In a statement issued earlier, his family said: "It would be easy at a moment like this to focus on all that we lost — future time that won't be spent with a warm, engaging, brilliant young man whose curiosity and enthusiasm for life knew no bounds.
"We choose to focus on the time we were given to be with this remarkable person.
"You can tell from the outpouring of emotion from the communities that he touched — Wyoming, Ohio, and the University of Virginia to name just two — that the love for Otto went well beyond his immediate family."
And speaking outside the memorial, Ohio's Republican senator Rob Portman said Otto was an "amazing young man" — adding that North Korea must be held accountable.
Otto's exact cause of death is unclear as his family made the unexpected request to decline an autopsy — although reports suggested he contracted botulism just a day after his sentencing last year.
Doctors at the University of Cincinnati Medical Center, who described Otto as being in a state of "unresponsive wakefulness" when he arrived back in the US last week, would not provide more information.

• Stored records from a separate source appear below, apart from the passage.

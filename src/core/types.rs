//! Core type definitions for the scheduling kernel
//!
//! These types provide strong typing for scheduler primitives.

use serde::Serialize;

/// Task priority (0 = highest priority, 255 reserved for Idle)
pub type Priority = u8;

/// Virtual time, in seconds
pub type VirtualTime = f64;

/// Monotonic identity of a registered task, stable for the lifetime of the kernel
#[derive(Debug, Clone, Copy, PartialEq, Eq, PartialOrd, Ord, Hash, Serialize)]
pub struct TaskId(pub(crate) u32);

impl TaskId {
    #[inline]
    pub fn value(self) -> u32 {
        self.0
    }
}

/// Lifecycle state of a TCB
#[derive(Debug, Clone, Copy, PartialEq, Eq, Serialize)]
pub enum TaskState {
    /// Registered but the kernel has not started yet
    Created,
    /// In the ready list, eligible for dispatch
    Ready,
    /// Currently dispatched on the single core
    Running,
    /// Waiting on a resource (reserved for a future synchronization layer)
    Blocked,
    /// Stopped; will not be scheduled again without external intervention
    Suspended,
    /// Periodic task between jobs, waiting for its next activation
    Waiting,
}

/// Deadline classification of a task, set at registration
#[derive(Debug, Clone, Copy, PartialEq, Eq, Serialize)]
pub enum DeadlineKind {
    /// Missing it implies system failure from the application's standpoint
    Hard,
    /// Missing it implies degraded service only
    Soft,
    /// No deadline semantics tracked beyond timing statistics
    None,
}

/// Severity of a recorded deadline-miss event
#[derive(Debug, Clone, Copy, PartialEq, Eq, Serialize)]
pub enum DeadlineEventKind {
    /// A soft- or unclassified-deadline miss, below the critical threshold
    Warning,
    /// A hard-deadline miss, below the critical threshold
    Miss,
    /// The task's own miss count has reached the configured critical threshold
    Critical,
}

At an earlier memorial service on Tuesday night, students at the university remembered Otto as outgoing and energetic.
"Being with Otto made life all the more beautiful," Alex Vagonis, Warmbier's girlfriend, said.
Responding to news of Otto's death, President Donald Trump said: "Melania and I offer our deepest condolences to the family of Otto Warmbier on his untimely passing.
"There is nothing more tragic for a parent than to lose a child in the prime of life.
"Our thoughts and prayers are with Otto's family and friends, and all who loved him.
"Otto's fate deepens my Administration's determination to prevent such tragedies from befalling innocent people at the hands of regimes that do not respect the rule of law or basic human decency.
"The United States once again condemns the brutality of the North Korean regime as we mourn its latest victim".